Using his trickery, Ananse explained to Death that if he was to fall, he would splatter all over the ground due to the weight caused from all the food he had eaten from Death's house. This would mean that Death would not get a satisfactory meal from Ananse. He asked Death to get a barrel of flour from Ananse's kitchen to put underneath him so the flour would cushion his fall. Flashing his 37 and a half teeth in a grin, and now wanting to enjoy Ananse and his entire family in a good meal, Death agreed to get the barrel of flour.

This barrel of flour was so heavy that it could only be lifted by four men. Ananse figured he could get the rest of his family from the burlap bag and escape whilst Death struggled to bring the barrel of flour to where he was. However, just as quickly as Death had left to get the barrel and Ananse thought it a good time to let go of the ceiling, Death returned with the barrel and placed it underneath Ananse. Ananse had underestimated Death's strength.

As Death bent over the barrel, shifting it to make sure the flour was perfectly under Ananse, the spider saw his opening. Ananse dropped on top of Death's head, dunking the old man's face into the flour. Death was caught off guard by this so he did not have time to close his eyes as he was dunked into the flour. This temporarily blinded him, giving Ananse enough time to free his family and they ran for their lives.

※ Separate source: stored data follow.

use crate::api::{CaptureApi, HttpCaptureClient};
use crate::cli::follow;
use crate::cli::render::{page_view, Screen};
use crate::core::models::TaskQuery;
use crate::core::settings::Settings;
use crate::core::store::TaskStore;
use crate::host;
use crate::poller::{Pending, Poller};
use anyhow::{Context, Result};
use std::sync::Arc;
use tokio::sync::watch;

pub async fn run(
    settings: &Settings,
    query: TaskQuery,
    watching: bool,
    json: bool,
) -> Result<()> {
    let api: Arc<dyn CaptureApi> = Arc::new(HttpCaptureClient::from_settings(&settings.api)?);
    let screen = Arc::new(Screen::new());

    if !watching {
        let page = api
            .list_tasks(&query)
            .await
            .context("Failed to list capture tasks")?;
        screen.show(page_view(&page, json)?);
        return Ok(());
    }

    let store = TaskStore::new();
    let refresh = {
        let api = Arc::clone(&api);
        let store = store.clone();
        let screen = Arc::clone(&screen);
        move || {
            let api = Arc::clone(&api);
            let store = store.clone();
            let screen = Arc::clone(&screen);
            let query = query.clone();
            async move { refresh_list(api.as_ref(), &store, &screen, &query, json).await }
        }
    };

    let visibility = host::visibility(settings.visibility.source).await;
    let poller = Poller::builder(refresh)
        .config(settings.polling.poller_config())
        .pending(Pending::Watch(store.pending()))
        .visibility(visibility)
        .spawn();

    tracing::info!("Watching capture tasks; Ctrl-C to stop");
    let (_done_tx, done_rx) = watch::channel(false);
    follow::drive(&poller, done_rx).await?;
    Ok(())
}

pub(crate) async fn refresh_list(
    api: &dyn CaptureApi,
    store: &TaskStore,
    screen: &Screen,
    query: &TaskQuery,
    json: bool,
) -> Result<()> {
    match api.list_tasks(query).await {
        Ok(page) => {
            screen.show(page_view(&page, json)?);
            store.update_page(page).await;
            Ok(())
        }
        Err(e) => {
            let error_msg = e.to_string();
            screen.show_error(&error_msg);
            if store.get_page().await.is_some() {
                let stale_for = store.last_fetch().await.map(|at| at.elapsed());
                tracing::debug!(?stale_for, "Keeping last good task list");
            }
            store.set_error(error_msg).await;
            Err(e).context("Failed to refresh task list")
        }
    }
}

#[cfg(test)]
mod tests {
    use super::*;
    use crate::api::fake::FakeApi;
    use crate::api::ApiError;
    use crate::core::models::{Page, PageMeta, Task, TaskStatus};
    use chrono::Utc;

    fn page_with(statuses: &[TaskStatus]) -> Page<Task> {
        let data: Vec<Task> = statuses
            .iter()
            .enumerate()
            .map(|(i, status)| Task {
                id: format!("task-{i}"),
                url: "https://example.com".to_string(),
                status: *status,
                formats: vec!["pdf".to_string()],
                created_at: Utc::now(),
                updated_at: None,
                error_message: None,
                outputs: Vec::new(),
                delivery_history: Vec::new(),
            })
            .collect();
        let total = data.len() as u64;
        Page {
            data,
            meta: PageMeta {
                page: 1,
                per_page: 20,
                total,
                total_pages: 1,
            },
        }
    }

    #[tokio::test]
    async fn test_refresh_list_tracks_pending_and_errors() {
        let api = FakeApi::with_pages(vec![
            Ok(page_with(&[TaskStatus::Completed, TaskStatus::Running])),
            Err(ApiError::Unexpected {
                status: 502,
                body: "Bad Gateway".to_string(),
            }),
            Ok(page_with(&[TaskStatus::Completed, TaskStatus::Failed])),
        ]);
        let store = TaskStore::new();
        let screen = Screen::new();
        let query = TaskQuery::default();

        refresh_list(&api, &store, &screen, &query, true).await.unwrap();
        assert!(store.has_pending());

        let err = refresh_list(&api, &store, &screen, &query, true)
            .await
            .unwrap_err();
        assert!(format!("{err:#}").contains("Bad Gateway"));
        assert!(store.get_error().await.is_some());
        assert!(store.has_pending());

        refresh_list(&api, &store, &screen, &query, true).await.unwrap();
        assert!(!store.has_pending());
        assert!(store.get_error().await.is_none());
    }
}
use crate::api::{ApiError, CaptureApi, HttpCaptureClient};
use crate::cli::follow::{self, Exit};
use crate::cli::render::{task_view, Screen};
use crate::core::models::TaskStatus;
use crate::core::settings::Settings;
use crate::core::store::TaskStore;
use crate::host;
use crate::poller::{Pending, Poller};
use anyhow::{Context, Result};
use std::sync::Arc;
use tokio::sync::watch;

pub async fn run(settings: &Settings, id: String, watching: bool, json: bool) -> Result<()> {
    let api: Arc<dyn CaptureApi> = Arc::new(HttpCaptureClient::from_settings(&settings.api)?);

    if !watching {
        let task = api
            .get_task(&id)
            .await
            .with_context(|| format!("Failed to fetch capture task {id}"))?;
        Screen::new().show(task_view(&task, json)?);
        return Ok(());
    }

    follow_task(settings, api, id, json).await
}

/// Polls one task until it settles. Fails if the task ends up failed or
/// disappears.
pub async fn follow_task(
    settings: &Settings,
    api: Arc<dyn CaptureApi>,
    id: String,
    json: bool,
) -> Result<()> {
    let store = TaskStore::new();
    let screen = Arc::new(Screen::new());
    let (done_tx, done_rx) = watch::channel(false);
    let done_tx = Arc::new(done_tx);

    let refresh = {
        let api = Arc::clone(&api);
        let store = store.clone();
        let screen = Arc::clone(&screen);
        let id = id.clone();
        move || {
            let api = Arc::clone(&api);
            let store = store.clone();
            let screen = Arc::clone(&screen);
            let done_tx = Arc::clone(&done_tx);
            let id = id.clone();
            async move {
                let settled = refresh_task(api.as_ref(), &store, &screen, &id, json).await?;
                if settled {
                    done_tx.send_replace(true);
                }
                anyhow::Ok(())
            }
        }
    };

    let visibility = host::visibility(settings.visibility.source).await;
    let poller = Poller::builder(refresh)
        .config(settings.polling.poller_config())
        .pending(Pending::Watch(store.pending()))
        .visibility(visibility)
        .spawn();

    tracing::info!(%id, "Watching capture task; Ctrl-C to stop");
    let exit = follow::drive(&poller, done_rx).await?;
    if exit == Exit::Interrupted {
        return Ok(());
    }

    match store.get_task(&id).await {
        None => anyhow::bail!("Capture task {id} no longer exists"),
        Some(task) if task.status == TaskStatus::Failed => anyhow::bail!(
            "Capture task {id} failed: {}",
            task.error().unwrap_or("no error reported")
        ),
        Some(_) => Ok(()),
    }
}

/// Fetches the task into the store. Returns whether watching can stop:
/// the task has settled or no longer exists.
pub(crate) async fn refresh_task(
    api: &dyn CaptureApi,
    store: &TaskStore,
    screen: &Screen,
    id: &str,
    json: bool,
) -> Result<bool> {
    match api.get_task(id).await {
        Ok(task) => {
            let settled = !task.is_in_progress();
            screen.show(task_view(&task, json)?);
            store.update_task(task).await;
            Ok(settled)
        }
        Err(ApiError::NotFound(detail)) => {
            tracing::warn!(%id, %detail, "Capture task disappeared");
            store.remove_task(id).await;
            Ok(true)
        }
        Err(e) => {
            let error_msg = e.to_string();
            screen.show_error(&error_msg);
            store.set_error(error_msg).await;
            Err(e).with_context(|| format!("Failed to refresh capture task {id}"))
        }
    }
}
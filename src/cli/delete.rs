use crate::api::{CaptureApi, HttpCaptureClient};
use crate::core::settings::Settings;
use anyhow::{Context, Result};

pub async fn run(settings: &Settings, id: String) -> Result<()> {
    let api = HttpCaptureClient::from_settings(&settings.api)?;
    api.delete_task(&id)
        .await
        .with_context(|| format!("Failed to delete capture task {id}"))?;

    tracing::debug!(%id, "Capture task deleted");
    println!("Capture task {id} deleted");
    Ok(())
}
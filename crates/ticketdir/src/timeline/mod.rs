use std::cmp::Ordering;

use time::PrimitiveDateTime;

use crate::error::TicketResult;
use crate::models::{Attachment, ExtractedMessage, Message, TimelineEntry, WrittenAttachment};
use crate::utils::fields::require_value;
use crate::utils::time::parse_timestamp;

#[derive(Debug, Clone, PartialEq, Eq)]
enum TimelineItem {
    Message(Message),
    Attachment(Attachment),
}

impl TimelineItem {
    fn sort_key(&self) -> (&PrimitiveDateTime, &str, u8, usize) {
        match self {
            Self::Message(message) => (
                &message.parsed_time,
                message.timestamp.as_str(),
                0,
                message.sequence_index,
            ),
            Self::Attachment(attachment) => (
                &attachment.parsed_time,
                attachment.timestamp.as_str(),
                1,
                attachment.sequence_index,
            ),
        }
    }
}

/// Merges messages and attachments into display order.
///
/// Order is parsed instant, then raw timestamp text, then messages before
/// attachments, then extraction order. Attachments that end up adjacent are
/// collapsed into a single group.
pub fn build_timeline(
    messages: Vec<ExtractedMessage>,
    attachments: Vec<WrittenAttachment>,
) -> TicketResult<Vec<TimelineEntry>> {
    let message_count = messages.len();
    let mut items = Vec::with_capacity(message_count + attachments.len());

    for (sequence_index, message) in messages.into_iter().enumerate() {
        let timestamp = require_value(message.timestamp, "message timestamp")?;
        items.push(TimelineItem::Message(Message {
            parsed_time: parse_timestamp(&timestamp)?,
            timestamp,
            author: require_value(Some(message.author), "message author")?,
            internal: message.internal,
            text: message.text,
            sequence_index,
        }));
    }

    for (offset, attachment) in attachments.into_iter().enumerate() {
        let timestamp = require_value(attachment.timestamp, "attachment timestamp")?;
        items.push(TimelineItem::Attachment(Attachment {
            parsed_time: parse_timestamp(&timestamp)?,
            timestamp,
            resolved_filename: attachment.resolved_filename,
            sequence_index: message_count + offset,
        }));
    }

    items.sort_by(compare_items);
    Ok(group_attachments(items))
}

fn compare_items(left: &TimelineItem, right: &TimelineItem) -> Ordering {
    left.sort_key().cmp(&right.sort_key())
}

fn group_attachments(items: Vec<TimelineItem>) -> Vec<TimelineEntry> {
    let mut entries = Vec::new();
    let mut pending = Vec::new();

    for item in items {
        match item {
            TimelineItem::Attachment(attachment) => pending.push(attachment.resolved_filename),
            TimelineItem::Message(message) => {
                if !pending.is_empty() {
                    entries.push(TimelineEntry::AttachmentGroup {
                        files: std::mem::take(&mut pending),
                    });
                }
                entries.push(TimelineEntry::Message(message));
            }
        }
    }

    if !pending.is_empty() {
        entries.push(TimelineEntry::AttachmentGroup { files: pending });
    }
    entries
}
use std::path::PathBuf;

use clap::{Args, Parser, Subcommand};

use super::commands::{build::BuildArgs, render::RenderArgs};

#[derive(Debug, Parser)]
#[command(
    name = "ticketdir",
    version,
    about = "ServiceNow incident exports to a browsable ticket archive"
)]
pub struct Cli {
    #[command(flatten)]
    pub runtime: RuntimeArgs,

    #[command(subcommand)]
    pub command: Command,
}

#[derive(Debug, Clone, Args)]
pub struct RuntimeArgs {
    #[arg(long, global = true, value_name = "PATH")]
    pub home_dir: Option<PathBuf>,

    #[arg(long, global = true, value_name = "PATH")]
    pub cwd: Option<PathBuf>,

    /// Archive root. Defaults to `<cwd>/tickets`.
    #[arg(long, global = true, value_name = "PATH")]
    pub out_dir: Option<PathBuf>,
}

#[derive(Debug, Subcommand)]
pub enum Command {
    /// Convert every export under a source root into the archive.
    Build(BuildArgs),
    /// Print the Markdown for one export without writing anything.
    Render(RenderArgs),
}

Neither Ananse nor the rest of his family have been caught by Death, which is the reason why there are still stories about Ananse, some of which also include his family. This story also explains why spiders live on ceilings; to escape death. This story also has 3 other morals. The first is never to seek out death, the second is to never get anyone involved in dealings with Death, and the third being that even if those around you fall and die, you must persevere with life and continue to do so.